Right now, the Ministry of Information has total control over the licensings of all media. This means all newspapers, all television, all radio. The only thing that hasn’t fallen under the purview of the Ministry of Information is the Internet. As one result of this, for example, television is fully controlled by the government. You will never be licensed if you are not pro-CPP [Cambodian People’s Party], or if you promise to be pro-CPP. Even then, you have to have a track record of supporting the government. You cannot come out of the blue and promise never to attack the government; they simply will refuse to believe you. And the government does censor; they monitor TV programs all the time.
An example comes to mind when a certain program started to veer off a bit. The program stared to invite NGOs, not even opposition parties but non-governmental organizations. At first the government seemed to accept this, but after the program’s segments became popular, the Ministry shut down the program.
Licenses are also under yearly review by the Ministry. Of course, there are often no problems at this stage, because normally if you want to run a TV program you pay your dues to the Ministry. By this, I’m not referring to official fees. And not just to one Ministry, either.
Radio is another interesting space; it’s the most listened-to source for news within Cambodia. There’s a lot of space now in radio, and most of the radio stations do not get shut down. Many of the more independent stations got their permission for their frequency and their licensing during the “two-head” government, when there were two Prime Ministers in government. That is why we have more radio stations that are more independent of the CPP.

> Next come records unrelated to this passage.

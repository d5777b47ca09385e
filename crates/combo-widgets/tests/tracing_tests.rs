#![forbid(unsafe_code)]

//! Structured logging integration tests.
//!
//! Spans and events enabled:
//!   cargo test -p combo-widgets --features tracing --test tracing_tests
//!
//! Zero-overhead verification (no feature):
//!   cargo test -p combo-widgets --test tracing_tests -- zero_overhead

use std::collections::HashMap;
use std::sync::{Arc, Mutex};

use combo_core::event::{Event, KeyCode};
#[cfg(feature = "tracing")]
use combo_widgets::RecordingNotifier;
use combo_widgets::{Combobox, ComboboxConfig, ReferenceList};

use tracing_subscriber::layer::SubscriberExt;
use tracing_subscriber::registry::LookupSpan;

// ============================================================================
// Test Infrastructure
// ============================================================================

/// A captured span or event with its fields.
#[derive(Debug, Clone)]
#[allow(dead_code)]
struct Captured {
    name: String,
    fields: HashMap<String, String>,
}

#[derive(Clone, Default)]
struct CaptureHandle {
    spans: Arc<Mutex<Vec<Captured>>>,
    events: Arc<Mutex<Vec<Captured>>>,
}

impl CaptureHandle {
    fn spans(&self) -> Vec<Captured> {
        self.spans.lock().unwrap().clone()
    }

    fn events(&self) -> Vec<Captured> {
        self.events.lock().unwrap().clone()
    }

    #[cfg(feature = "tracing")]
    fn events_with_message(&self, message: &str) -> Vec<Captured> {
        self.events()
            .into_iter()
            .filter(|e| e.fields.get("message").map(String::as_str) == Some(message))
            .collect()
    }
}

/// Visitor that extracts fields as strings.
struct FieldVisitor(Vec<(String, String)>);

impl tracing::field::Visit for FieldVisitor {
    fn record_debug(&mut self, field: &tracing::field::Field, value: &dyn std::fmt::Debug) {
        self.0
            .push((field.name().to_string(), format!("{value:?}")));
    }

    fn record_u64(&mut self, field: &tracing::field::Field, value: u64) {
        self.0.push((field.name().to_string(), value.to_string()));
    }

    fn record_bool(&mut self, field: &tracing::field::Field, value: bool) {
        self.0.push((field.name().to_string(), value.to_string()));
    }

    fn record_str(&mut self, field: &tracing::field::Field, value: &str) {
        self.0.push((field.name().to_string(), value.to_string()));
    }
}

struct Capture(CaptureHandle);

impl<S> tracing_subscriber::Layer<S> for Capture
where
    S: tracing::Subscriber + for<'a> LookupSpan<'a>,
{
    fn on_new_span(
        &self,
        attrs: &tracing::span::Attributes<'_>,
        _id: &tracing::span::Id,
        _ctx: tracing_subscriber::layer::Context<'_, S>,
    ) {
        let mut visitor = FieldVisitor(Vec::new());
        attrs.record(&mut visitor);
        self.0.spans.lock().unwrap().push(Captured {
            name: attrs.metadata().name().to_string(),
            fields: visitor.0.into_iter().collect(),
        });
    }

    fn on_event(&self, event: &tracing::Event<'_>, _ctx: tracing_subscriber::layer::Context<'_, S>) {
        let mut visitor = FieldVisitor(Vec::new());
        event.record(&mut visitor);
        self.0.events.lock().unwrap().push(Captured {
            name: event.metadata().name().to_string(),
            fields: visitor.0.into_iter().collect(),
        });
    }
}

/// Run `f` with a capturing subscriber installed.
fn with_capture<F>(f: F) -> CaptureHandle
where
    F: FnOnce(),
{
    let handle = CaptureHandle::default();
    let subscriber = tracing_subscriber::registry().with(Capture(handle.clone()));
    tracing::subscriber::with_default(subscriber, f);
    handle
}

fn combo() -> Combobox {
    Combobox::new(
        ReferenceList::new(["Australia", "Mongolia", "Somalia", "United States"]),
        ComboboxConfig::default(),
    )
}

fn drive(combo: &mut Combobox, text: &str) {
    for c in text.chars() {
        combo.handle_event(&Event::key(KeyCode::Char(c)));
    }
}

// ============================================================================
// Tests
// ============================================================================

#[test]
#[cfg(feature = "tracing")]
fn every_event_is_spanned() {
    let handle = with_capture(|| {
        let mut c = combo();
        drive(&mut c, "lia");
        c.handle_event(&Event::key(KeyCode::Down));
    });

    let spans: Vec<_> = handle
        .spans()
        .into_iter()
        .filter(|s| s.name == "combobox.handle_event")
        .collect();
    assert_eq!(spans.len(), 4);
    assert_eq!(spans[0].fields.get("state").map(String::as_str), Some("closed"));
    assert_eq!(spans[3].fields.get("state").map(String::as_str), Some("open"));
}

#[test]
#[cfg(feature = "tracing")]
fn transitions_are_logged_with_from_and_to() {
    let handle = with_capture(|| {
        let mut c = combo();
        drive(&mut c, "u");
        c.handle_event(&Event::key(KeyCode::Down));
        c.handle_event(&Event::key(KeyCode::Escape));
    });

    let transitions = handle.events_with_message("navigation transition");
    let pairs: Vec<(String, String)> = transitions
        .iter()
        .map(|e| (e.fields["from"].clone(), e.fields["to"].clone()))
        .collect();
    assert_eq!(
        pairs,
        vec![
            ("closed".to_string(), "open".to_string()),
            ("open".to_string(), "open[0]".to_string()),
            ("open[0]".to_string(), "closed".to_string()),
        ]
    );
}

#[test]
#[cfg(feature = "tracing")]
fn commit_and_submit_are_info_events() {
    let handle = with_capture(|| {
        let mut c = combo();
        drive(&mut c, "united");
        c.handle_event(&Event::key(KeyCode::Down));
        c.handle_event(&Event::key(KeyCode::Enter));
        c.submit(&mut RecordingNotifier::new());
    });

    let commits = handle.events_with_message("combobox committed");
    assert_eq!(commits.len(), 1);
    assert_eq!(
        commits[0].fields.get("entry").map(String::as_str),
        Some("United States")
    );

    let submits = handle.events_with_message("combobox submitted");
    assert_eq!(submits.len(), 1);
    assert_eq!(
        submits[0].fields.get("accepted").map(String::as_str),
        Some("true")
    );
}

#[test]
#[cfg(feature = "tracing")]
fn filter_recompute_is_traced() {
    let handle = with_capture(|| {
        let mut c = combo();
        drive(&mut c, "xx");
    });

    let filters = handle.events_with_message("filter recomputed");
    let last = filters.last().expect("filter event");
    assert_eq!(last.fields.get("query").map(String::as_str), Some("xx"));
    assert_eq!(last.fields.get("matches").map(String::as_str), Some("0"));
}

#[test]
fn zero_overhead_without_feature() {
    // Without the feature nothing reaches the subscriber, and behaviour is
    // identical either way.
    let handle = with_capture(|| {
        let mut c = combo();
        drive(&mut c, "lia");
        assert_eq!(c.matches(), vec!["Australia", "Mongolia", "Somalia"]);
    });

    if cfg!(feature = "tracing") {
        assert!(!handle.spans().is_empty());
    } else {
        assert!(handle.spans().is_empty());
        assert!(handle.events().is_empty());
    }
}
#![forbid(unsafe_code)]

//! Combobox configuration.
//!
//! Defaults match the reference page: the field id is `destination`, the
//! popup shows at most eight rows before scrolling, and the popup-toggle
//! control is present. Hosts can override any knob from the environment:
//!
//! | Variable | Field | Format |
//! |---|---|---|
//! | `COMBO_ID` | `id` | non-empty, no whitespace |
//! | `COMBO_PLACEHOLDER` | `placeholder` | any text |
//! | `COMBO_MAX_VISIBLE_ROWS` | `max_visible_rows` | integer >= 1 |
//! | `COMBO_SHOW_TOGGLE` | `show_toggle` | `1`/`true`/`0`/`false` |

use std::fmt;

/// Default DOM-style id of the text field.
pub const DEFAULT_ID: &str = "destination";

/// Default popup height in rows.
pub const DEFAULT_MAX_VISIBLE_ROWS: usize = 8;

/// Configuration for a [`Combobox`](crate::Combobox).
#[derive(Debug, Clone, PartialEq, Eq)]
pub struct ComboboxConfig {
    /// Id of the text field; row and listbox ids derive from it.
    pub id: String,
    /// Placeholder text shown while the field is empty.
    pub placeholder: String,
    /// Rows shown before the popup scrolls (at least 1).
    pub max_visible_rows: usize,
    /// Whether the popup-toggle control is rendered and clickable.
    pub show_toggle: bool,
}

impl Default for ComboboxConfig {
    fn default() -> Self {
        Self {
            id: DEFAULT_ID.to_string(),
            placeholder: String::new(),
            max_visible_rows: DEFAULT_MAX_VISIBLE_ROWS,
            show_toggle: true,
        }
    }
}

impl ComboboxConfig {
    /// Defaults.
    pub fn new() -> Self {
        Self::default()
    }

    /// Set the field id (builder).
    pub fn with_id(mut self, id: impl Into<String>) -> Self {
        self.id = id.into();
        self
    }

    /// Set the placeholder (builder).
    pub fn with_placeholder(mut self, placeholder: impl Into<String>) -> Self {
        self.placeholder = placeholder.into();
        self
    }

    /// Set the popup height; clamped to at least one row (builder).
    pub fn with_max_visible_rows(mut self, rows: usize) -> Self {
        self.max_visible_rows = rows.max(1);
        self
    }

    /// Show or hide the popup toggle (builder).
    pub fn with_toggle(mut self, show: bool) -> Self {
        self.show_toggle = show;
        self
    }

    /// Defaults overridden by `COMBO_*` environment variables.
    pub fn from_env() -> Result<Self, ConfigError> {
        Self::from_lookup(|key| std::env::var(key).ok())
    }

    /// Like [`from_env`](Self::from_env) with an explicit variable source.
    pub fn from_lookup(lookup: impl Fn(&str) -> Option<String>) -> Result<Self, ConfigError> {
        let mut config = Self::default();

        if let Some(id) = lookup("COMBO_ID") {
            if id.is_empty() || id.chars().any(char::is_whitespace) {
                return Err(ConfigError::invalid(
                    "COMBO_ID",
                    id,
                    "must be non-empty and contain no whitespace",
                ));
            }
            config.id = id;
        }

        if let Some(placeholder) = lookup("COMBO_PLACEHOLDER") {
            config.placeholder = placeholder;
        }

        if let Some(raw) = lookup("COMBO_MAX_VISIBLE_ROWS") {
            let rows = raw.trim().parse::<usize>().map_err(|_| {
                ConfigError::invalid("COMBO_MAX_VISIBLE_ROWS", raw.clone(), "expected an integer")
            })?;
            if rows == 0 {
                return Err(ConfigError::invalid(
                    "COMBO_MAX_VISIBLE_ROWS",
                    raw,
                    "must be at least 1",
                ));
            }
            config.max_visible_rows = rows;
        }

        if let Some(raw) = lookup("COMBO_SHOW_TOGGLE") {
            config.show_toggle = match raw.trim().to_ascii_lowercase().as_str() {
                "1" | "true" | "yes" | "on" => true,
                "0" | "false" | "no" | "off" => false,
                _ => {
                    return Err(ConfigError::invalid(
                        "COMBO_SHOW_TOGGLE",
                        raw,
                        "expected true or false",
                    ));
                }
            };
        }

        Ok(config)
    }

    /// Id of the popup list.
    pub fn listbox_id(&self) -> String {
        format!("{}-listbox", self.id)
    }

    /// Id of popup row `row`.
    pub fn option_id(&self, row: usize) -> String {
        format!("{}-option-{row}", self.id)
    }
}

/// Error loading configuration.
#[derive(Debug, Clone, PartialEq, Eq)]
pub enum ConfigError {
    /// A variable was set to an unusable value.
    InvalidValue {
        /// Variable name.
        key: &'static str,
        /// The offending value.
        value: String,
        /// What was expected.
        reason: &'static str,
    },
}

impl ConfigError {
    fn invalid(key: &'static str, value: String, reason: &'static str) -> Self {
        Self::InvalidValue { key, value, reason }
    }
}

impl fmt::Display for ConfigError {
    fn fmt(&self, f: &mut fmt::Formatter<'_>) -> fmt::Result {
        match self {
            Self::InvalidValue { key, value, reason } => {
                write!(f, "invalid {key}={value:?}: {reason}")
            }
        }
    }
}

impl std::error::Error for ConfigError {}
#[cfg(test)]
mod tests {
    use super::*;

    fn small() -> SimConfig {
        SimConfig {
            geometry: FlashGeometry {
                page_size: 16,
                pages_per_row: 4,
                word_size: 4,
                flash_size: 1024,
                base_address: 0,
                min_program_size: 4,
            },
            lock_regions: 16,
            busy_polls: 0,
        }
    }

    fn ready_sim() -> SimController {
        let mut sim = SimController::new(small()).unwrap();
        sim.enable_clock();
        sim
    }

    #[test]
    fn test_starts_erased() {
        let sim = SimController::new_default();
        assert_eq!(sim.data().len(), 256 * 1024);
        assert!(sim.data().iter().all(|&b| b == 0xFF));
        assert!(!sim.clock_enabled());
        assert_eq!(sim.ctrlb(), 0x80);
    }

    #[test]
    fn test_programming_only_clears_bits() {
        let mut sim = ready_sim();
        sim.issue_command(Command::PageBufferClear);
        sim.write_word(4, 0x0F0F_0F0F);
        sim.set_address(16);
        sim.issue_command(Command::WritePage);

        sim.issue_command(Command::PageBufferClear);
        sim.write_word(4, 0xFF00_FF00);
        sim.issue_command(Command::WritePage);

        assert_eq!(sim.read_word(4), 0x0F00_0F00);
        assert_eq!(sim.read_word(5), ERASED_WORD);
        assert!(sim.status().is_empty());
    }

    #[test]
    fn test_automatic_write_on_last_word() {
        let mut sim = ready_sim();
        sim.configure(&ControllerConfig {
            manual_write: false,
            ..ControllerConfig::default()
        });
        sim.issue_command(Command::PageBufferClear);
        for i in 8..12 {
            sim.write_word(i, i);
        }
        assert_eq!(sim.page_writes().len(), 1);
        assert_eq!(sim.page_writes()[0].address, 32);
        assert!(sim.page_writes()[0].automatic);
        assert_eq!(sim.read_word(11), 11);
    }

    #[test]
    fn test_erase_row_ignores_offset_in_row() {
        let mut sim = ready_sim();
        sim.data_mut()[64..128].fill(0);
        sim.set_address(64 + 20);
        sim.issue_command(Command::EraseRow);
        assert!(sim.data()[64..128].iter().all(|&b| b == 0xFF));
    }

    #[test]
    fn test_locked_region_sets_locke() {
        let mut sim = ready_sim();
        sim.data_mut()[0..64].fill(0);
        sim.set_address(0);
        sim.issue_command(Command::LockRegion);
        assert!(sim.is_locked(0));
        assert!(!sim.is_locked(64));

        sim.issue_command(Command::EraseRow);
        assert!(sim.status().contains(StatusFlags::LOCKE));
        assert!(sim.data()[0..64].iter().all(|&b| b == 0));

        sim.issue_command(Command::UnlockRegion);
        assert!(!sim.is_locked(0));
    }

    #[test]
    fn test_busy_polls_and_late_command() {
        let mut config = small();
        config.busy_polls = 2;
        let mut sim = SimController::new(config).unwrap();
        sim.enable_clock();

        sim.issue_command(Command::PageBufferClear);
        assert!(!sim.is_ready());
        sim.issue_command(Command::PageBufferClear);
        assert!(sim.status().contains(StatusFlags::PROGE));
        assert!(!sim.is_ready());
        assert!(sim.is_ready());
    }

    #[test]
    fn test_command_without_clock() {
        let mut sim = SimController::new(small()).unwrap();
        sim.set_address(0);
        sim.issue_command(Command::EraseRow);
        assert!(sim.status().contains(StatusFlags::NVME));
    }

    #[test]
    fn test_injected_fault_is_sticky() {
        let mut sim = ready_sim();
        sim.inject_fault(StatusFlags::NVME);
        sim.issue_command(Command::PageBufferClear);
        sim.issue_command(Command::PageBufferClear);
        assert_eq!(sim.read_status(), StatusFlags::NVME);
        sim.clear_status(StatusFlags::NVME);
        assert!(sim.read_status().is_empty());
    }

    #[test]
    fn test_with_data_rejects_oversized_image() {
        let err = SimController::with_data(small(), &[0u8; 2048]).err().unwrap();
        assert!(matches!(
            err,
            SimError::ImageTooLarge {
                actual: 2048,
                capacity: 1024
            }
        ));
    }

    #[test]
    fn test_invalid_lock_regions() {
        let mut config = small();
        config.lock_regions = 0;
        assert!(matches!(
            SimController::new(config).err().unwrap(),
            SimError::InvalidLockRegions(0)
        ));
    }
}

Of course, radio has its issues as well, although I believe there has been progress. There used to be only one radio station that was willing to air the voice of the opposition; they would sell airtime to the opposition parties. The head of that particular station was often in trouble; in fact, I believe he was jailed twice. But that radio station was the only one to sell airtime to NGOs, and my organization was the first to buy radio time and produce a radio program as an NGO.
We started buying radio time in 2003, and we bought eight hours per day of that station’s airtime. They didn’t have much programming, so after we bought airtime the opposition parties started buying airtime, as well. But it was our NGO programming that was responsible for the popularity of that station. So that one station was a pioneer in the early 2000s, but now there are a few more radio stations that are independent.
And are more NGOs using radio today?
Well, back then, not only were radio stations in general unwilling to sell airtime to NGOs, but I think also that not many NGOs thought of using radio as a medium for advocacy. So it was our organization which pioneered that approach on the part of the NGOs, and now many more NGOs are buying airtime.
So on both sides, the trend is growing. CCHR, for example, now buys airtime on seven different radio stations throughout the country. That could not have been the case in 2003-2004. Even up to 2006-2007, that could not have been the case. Radio airspace is opening up, so in that regard, you can say that there have been positive developments.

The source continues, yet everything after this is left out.